Obwohl die Schwäbin in der Folge auch im Einzel immer wieder aufhorchen ließ, kristallisierte sich nach und nach heraus, dass sie im Doppel so ziemlich alles erreichen könnte, wenn sie nur die richtige Partnerin an ihrer Seite hätte. Diese schien dann auch 2020 mit Vera Zvonareva endlich gefunden zu sein. Völlig unerwartet pflügten beide durch das Feld bei den US Open und hielten am Ende den Siegerpokal in die Höhe. Somit hatte Siegemund nicht nur einen Grand Slam-Titel im Mixed (US Open 2016 mit Mate Pavic), sondern auch einen im Doppel. Drei Jahre später sollte diesen Erfolgen noch eins draufgesetzt werden mit dem Triumph bei den WTA Finals und das, obwohl sich Siegemund/Zvonareva erst in letzter Sekunde überhaupt qualifiziert 
hatten.

Da die mittlerweile 39-jährige Zvonareva angekündigt hatte, im kommenden Jahr etwas kürzer zu treten, musste sich Siegemund anderweitig orientieren, will sie auch im kommenden Jahr mit einer festen Partnerin die Tour bestreiten. Dabei kam ihr zugute, dass das tschechische Top-Doppel um Katerina Siniakova und Barbora Krejcikova von 2024 an getrennte Wege gehen wird und beide daher auf der Suche nach neuen Partnerinnen sind.

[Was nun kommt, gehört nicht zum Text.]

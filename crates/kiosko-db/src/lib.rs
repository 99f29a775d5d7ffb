//! # kiosko-db: Entity Store for Kiosko
//!
//! SQLite storage plus the transactional services the UI calls. Business
//! rules live in `kiosko-core`; this crate reads rows, applies those rules
//! and commits, one transaction per logical operation.
//!
//! ## Architecture Position
//! ```text
//! ┌─────────────────────────────────────────────────────────────────────────┐
//! │                        Kiosko Data Flow                                 │
//! │                                                                         │
//! │  UI action (add component, record sale, open dashboard)                │
//! │       │                                                                 │
//! │       ▼                                                                 │
//! │  ┌─────────────────────────────────────────────────────────────────┐   │
//! │  │                     kiosko-db (THIS CRATE)                      │   │
//! │  │                                                                 │   │
//! │  │   ┌───────────────┐   ┌────────────────┐   ┌──────────────┐    │   │
//! │  │   │   Database    │   │    Services    │   │ Repositories │    │   │
//! │  │   │   (pool.rs)   │──►│ CatalogService │──►│ material     │    │   │
//! │  │   │  DbConfig     │   │ SaleRecorder   │   │ product      │    │   │
//! │  │   │  SqlitePool   │   │ ReportService  │   │ variant ...  │    │   │
//! │  │   └───────────────┘   └───────┬────────┘   └──────────────┘    │   │
//! │  │                               │ rules                           │   │
//! │  │                               ▼                                 │   │
//! │  │                         kiosko-core                             │   │
//! │  └─────────────────────────────────────────────────────────────────┘   │
//! │       │                                                                 │
//! │       ▼                                                                 │
//! │  SQLite database (KIOSKO_DB_PATH, default ./kiosko.db)                 │
//! └─────────────────────────────────────────────────────────────────────────┘
//! ```
//!
//! ## Module Organization
//!
//! - [`pool`] - Connection pool creation and configuration
//! - [`migrations`] - Embedded database migrations
//! - [`error`] - Storage and service error types
//! - [`repository`] - SQL per table group
//! - [`service`] - Catalog, checkout and reports
//!
//! ## Usage
//!
//! ```rust,ignore
//! use kiosko_db::{Database, DbConfig};
//!
//! let db = Database::new(DbConfig::from_env()?).await?;
//!
//! let component = db.catalog().add_component(&product_id, &material_id, 2.0).await?;
//! let sale = db.checkout().record_sale(&requests).await?;
//! ```

// =============================================================================
// Module Declarations
// =============================================================================

pub mod error;
pub mod migrations;
pub mod pool;
pub mod repository;
pub mod service;

#[cfg(test)]
mod tests;

// =============================================================================
// Re-exports
// =============================================================================

pub use error::{ConfigError, DbError, ErrorKind, StoreError, StoreResult};
pub use pool::{Database, DbConfig};
pub use service::{CatalogService, ReportService, SaleRecorder, ScanMatch};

Die Chancen für Siegemund, im Laufe dieser Saison den Thron in der Doppelwelt zu besteigen, stehen so gut wie nie. Ganze 470 Punkte trennen sie noch von der Spitze, die aktuell von Storm Hunter besetzt ist. Der Vorteil der 35-jährigen ist zudem, dass die große Mehrzahl an Punkten, die sie zu verteidigen hat, erst gegen Jahresende ansteht.

Die Entscheidung pro Krejcikova als Begleiterin auf diesem Weg erscheint jedenfalls goldrichtig. Diese gewann in ihrer Karriere alle vier Grand Slam-Turniere, olympisches Gold und die WTA Finals. Eine bessere Partnerin hätte sie - zumindest auf dem Papier - kaum finden können. Und die Tschechin wird nach ihrer "gemeinsamen Vergangenheit" mit Sicherheit liebend gern Siegemunds letzte Schritte auf dem Weg zur offiziell besten Doppelspielerin der Welt begleiten. Damit hätte sie nicht nur die schwärzeste Stunde in Siegemunds Karriere miterlebt, sondern auch deren größte Sternstunde.